• Your assignment:
From the entries below, retype only the lines from the one with "repository c68c09f7ddc2ce22" through the one with "use std::future::Future;", exactly as written.

(Beginning of Information)

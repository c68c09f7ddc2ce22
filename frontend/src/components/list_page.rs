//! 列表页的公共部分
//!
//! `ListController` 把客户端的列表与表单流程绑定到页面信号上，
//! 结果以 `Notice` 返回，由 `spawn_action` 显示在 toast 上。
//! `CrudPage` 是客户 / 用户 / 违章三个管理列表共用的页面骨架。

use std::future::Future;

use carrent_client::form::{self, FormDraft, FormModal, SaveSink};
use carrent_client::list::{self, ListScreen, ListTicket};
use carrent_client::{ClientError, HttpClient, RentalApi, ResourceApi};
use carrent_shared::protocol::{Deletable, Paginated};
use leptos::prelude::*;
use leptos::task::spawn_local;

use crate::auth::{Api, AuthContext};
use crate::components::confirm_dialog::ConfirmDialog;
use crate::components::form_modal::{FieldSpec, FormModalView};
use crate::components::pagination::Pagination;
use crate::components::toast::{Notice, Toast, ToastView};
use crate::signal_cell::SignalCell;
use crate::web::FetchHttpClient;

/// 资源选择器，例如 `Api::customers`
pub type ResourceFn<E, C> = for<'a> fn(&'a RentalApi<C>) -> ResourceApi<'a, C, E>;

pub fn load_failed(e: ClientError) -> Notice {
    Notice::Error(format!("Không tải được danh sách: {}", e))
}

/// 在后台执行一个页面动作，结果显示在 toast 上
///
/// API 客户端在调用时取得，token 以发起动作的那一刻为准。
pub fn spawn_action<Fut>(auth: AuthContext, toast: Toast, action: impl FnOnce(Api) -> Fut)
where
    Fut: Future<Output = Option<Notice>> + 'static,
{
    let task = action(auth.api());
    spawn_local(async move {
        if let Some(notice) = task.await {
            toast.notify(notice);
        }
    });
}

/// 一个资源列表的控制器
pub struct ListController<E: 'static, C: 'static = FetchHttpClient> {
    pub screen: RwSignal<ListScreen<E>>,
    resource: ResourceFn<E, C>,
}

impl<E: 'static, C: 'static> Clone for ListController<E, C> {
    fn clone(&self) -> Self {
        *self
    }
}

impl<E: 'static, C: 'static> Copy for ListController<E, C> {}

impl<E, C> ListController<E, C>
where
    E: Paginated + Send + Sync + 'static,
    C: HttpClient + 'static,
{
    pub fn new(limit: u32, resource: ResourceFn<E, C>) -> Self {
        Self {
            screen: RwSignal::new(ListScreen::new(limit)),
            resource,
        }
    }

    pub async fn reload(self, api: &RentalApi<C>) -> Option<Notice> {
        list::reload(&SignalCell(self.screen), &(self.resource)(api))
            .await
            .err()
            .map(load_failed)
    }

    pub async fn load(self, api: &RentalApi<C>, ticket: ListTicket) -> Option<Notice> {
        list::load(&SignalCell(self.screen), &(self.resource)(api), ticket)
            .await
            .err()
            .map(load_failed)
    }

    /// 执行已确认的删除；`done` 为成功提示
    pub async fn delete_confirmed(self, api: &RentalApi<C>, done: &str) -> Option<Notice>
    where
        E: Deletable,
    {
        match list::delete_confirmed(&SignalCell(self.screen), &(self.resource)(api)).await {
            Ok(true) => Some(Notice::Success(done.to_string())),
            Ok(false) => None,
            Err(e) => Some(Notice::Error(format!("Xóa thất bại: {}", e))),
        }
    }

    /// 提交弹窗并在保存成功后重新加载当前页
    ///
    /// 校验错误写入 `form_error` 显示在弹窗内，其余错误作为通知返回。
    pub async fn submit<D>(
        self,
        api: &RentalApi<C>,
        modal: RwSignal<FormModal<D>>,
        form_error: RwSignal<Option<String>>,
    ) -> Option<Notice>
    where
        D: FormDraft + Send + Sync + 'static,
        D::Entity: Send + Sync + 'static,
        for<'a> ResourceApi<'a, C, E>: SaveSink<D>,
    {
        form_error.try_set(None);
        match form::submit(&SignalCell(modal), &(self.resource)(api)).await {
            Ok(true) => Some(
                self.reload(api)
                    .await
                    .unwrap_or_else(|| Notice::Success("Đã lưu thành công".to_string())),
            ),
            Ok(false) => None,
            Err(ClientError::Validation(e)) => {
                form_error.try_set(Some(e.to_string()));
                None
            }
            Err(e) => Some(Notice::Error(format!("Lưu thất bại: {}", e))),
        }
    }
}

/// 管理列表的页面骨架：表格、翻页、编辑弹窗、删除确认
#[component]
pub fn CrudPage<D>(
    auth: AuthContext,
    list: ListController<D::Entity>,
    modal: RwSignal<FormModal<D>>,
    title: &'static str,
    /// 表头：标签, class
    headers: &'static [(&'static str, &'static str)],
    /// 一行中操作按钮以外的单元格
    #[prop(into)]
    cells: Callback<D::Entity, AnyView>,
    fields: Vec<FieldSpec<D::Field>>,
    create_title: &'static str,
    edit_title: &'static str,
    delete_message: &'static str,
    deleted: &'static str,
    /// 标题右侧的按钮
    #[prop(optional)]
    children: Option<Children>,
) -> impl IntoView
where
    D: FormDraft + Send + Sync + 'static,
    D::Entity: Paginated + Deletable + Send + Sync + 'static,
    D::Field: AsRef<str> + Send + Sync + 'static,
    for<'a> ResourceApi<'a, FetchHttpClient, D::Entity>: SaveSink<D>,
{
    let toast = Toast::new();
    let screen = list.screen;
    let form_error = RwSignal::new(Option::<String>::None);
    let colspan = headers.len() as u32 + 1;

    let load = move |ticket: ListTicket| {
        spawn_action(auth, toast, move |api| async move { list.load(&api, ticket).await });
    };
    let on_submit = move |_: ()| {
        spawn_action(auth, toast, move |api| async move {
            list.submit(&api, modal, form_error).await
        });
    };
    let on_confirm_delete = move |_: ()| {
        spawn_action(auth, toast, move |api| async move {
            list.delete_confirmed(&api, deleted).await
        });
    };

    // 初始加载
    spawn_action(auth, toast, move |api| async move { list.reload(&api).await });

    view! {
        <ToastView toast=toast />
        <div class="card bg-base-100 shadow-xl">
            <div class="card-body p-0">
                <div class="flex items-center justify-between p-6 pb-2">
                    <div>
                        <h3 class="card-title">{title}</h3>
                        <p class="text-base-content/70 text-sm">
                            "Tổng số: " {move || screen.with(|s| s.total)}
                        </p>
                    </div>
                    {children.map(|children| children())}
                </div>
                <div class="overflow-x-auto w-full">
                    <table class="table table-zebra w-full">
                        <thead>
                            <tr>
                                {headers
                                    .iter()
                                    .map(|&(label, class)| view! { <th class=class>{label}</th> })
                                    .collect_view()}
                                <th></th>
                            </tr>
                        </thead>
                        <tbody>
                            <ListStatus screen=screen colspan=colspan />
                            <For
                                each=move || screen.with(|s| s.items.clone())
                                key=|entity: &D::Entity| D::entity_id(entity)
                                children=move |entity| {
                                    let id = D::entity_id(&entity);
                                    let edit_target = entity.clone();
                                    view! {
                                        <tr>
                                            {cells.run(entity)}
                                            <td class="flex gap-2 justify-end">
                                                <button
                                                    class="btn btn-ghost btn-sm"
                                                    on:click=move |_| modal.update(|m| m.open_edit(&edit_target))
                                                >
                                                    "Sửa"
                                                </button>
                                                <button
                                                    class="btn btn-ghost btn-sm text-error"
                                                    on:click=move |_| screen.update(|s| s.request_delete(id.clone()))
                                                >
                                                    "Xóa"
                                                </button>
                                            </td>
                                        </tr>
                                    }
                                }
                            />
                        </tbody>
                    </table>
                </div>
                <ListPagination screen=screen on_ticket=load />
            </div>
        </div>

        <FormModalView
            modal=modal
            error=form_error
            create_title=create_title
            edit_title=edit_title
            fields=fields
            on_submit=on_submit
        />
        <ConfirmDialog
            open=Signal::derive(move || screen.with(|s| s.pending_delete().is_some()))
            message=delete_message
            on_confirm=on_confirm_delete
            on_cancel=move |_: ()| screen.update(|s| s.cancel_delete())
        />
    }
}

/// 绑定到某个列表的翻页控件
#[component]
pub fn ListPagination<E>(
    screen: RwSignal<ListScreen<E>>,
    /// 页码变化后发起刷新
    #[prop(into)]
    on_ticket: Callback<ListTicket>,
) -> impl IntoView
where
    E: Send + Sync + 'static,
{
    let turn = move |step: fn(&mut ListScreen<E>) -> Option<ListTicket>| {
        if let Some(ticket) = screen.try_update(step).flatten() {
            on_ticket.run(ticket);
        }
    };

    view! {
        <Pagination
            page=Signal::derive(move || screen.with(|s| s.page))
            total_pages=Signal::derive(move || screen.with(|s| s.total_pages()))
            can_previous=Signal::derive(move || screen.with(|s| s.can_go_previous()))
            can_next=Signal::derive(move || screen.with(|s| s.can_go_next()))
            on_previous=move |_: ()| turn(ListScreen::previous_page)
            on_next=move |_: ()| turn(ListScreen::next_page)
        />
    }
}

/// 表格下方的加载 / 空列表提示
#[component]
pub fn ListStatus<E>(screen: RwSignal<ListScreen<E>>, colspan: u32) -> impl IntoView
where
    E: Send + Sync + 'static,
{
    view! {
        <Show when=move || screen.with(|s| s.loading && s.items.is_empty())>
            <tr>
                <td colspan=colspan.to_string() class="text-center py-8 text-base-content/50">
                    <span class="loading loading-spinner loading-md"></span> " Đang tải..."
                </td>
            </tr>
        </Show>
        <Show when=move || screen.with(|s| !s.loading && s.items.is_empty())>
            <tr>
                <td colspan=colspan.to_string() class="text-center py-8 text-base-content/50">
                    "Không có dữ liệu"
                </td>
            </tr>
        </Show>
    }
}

(End of Information)
(Beginning of Information)

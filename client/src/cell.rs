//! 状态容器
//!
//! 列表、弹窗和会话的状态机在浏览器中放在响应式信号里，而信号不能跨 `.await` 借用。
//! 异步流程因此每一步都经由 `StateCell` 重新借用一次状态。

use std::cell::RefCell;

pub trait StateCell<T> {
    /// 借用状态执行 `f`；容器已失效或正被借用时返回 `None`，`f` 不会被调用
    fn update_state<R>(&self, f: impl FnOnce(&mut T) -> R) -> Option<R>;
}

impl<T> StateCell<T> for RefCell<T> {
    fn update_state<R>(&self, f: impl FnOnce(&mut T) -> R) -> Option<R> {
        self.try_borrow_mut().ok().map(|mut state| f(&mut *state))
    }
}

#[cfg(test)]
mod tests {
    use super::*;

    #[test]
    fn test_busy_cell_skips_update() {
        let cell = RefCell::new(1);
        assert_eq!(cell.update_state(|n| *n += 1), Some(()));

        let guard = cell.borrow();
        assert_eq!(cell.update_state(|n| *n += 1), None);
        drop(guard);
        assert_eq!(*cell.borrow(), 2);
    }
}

(End of Information)

• Solution to the exercise:
repository c68c09f7ddc2ce22
filename frontend/src/components/list_page.rs
//! 列表页的公共部分
//!
//! `ListController` 把客户端的列表与表单流程绑定到页面信号上，
//! 结果以 `Notice` 返回，由 `spawn_action` 显示在 toast 上。
//! `CrudPage` 是客户 / 用户 / 违章三个管理列表共用的页面骨架。

use std::future::Future;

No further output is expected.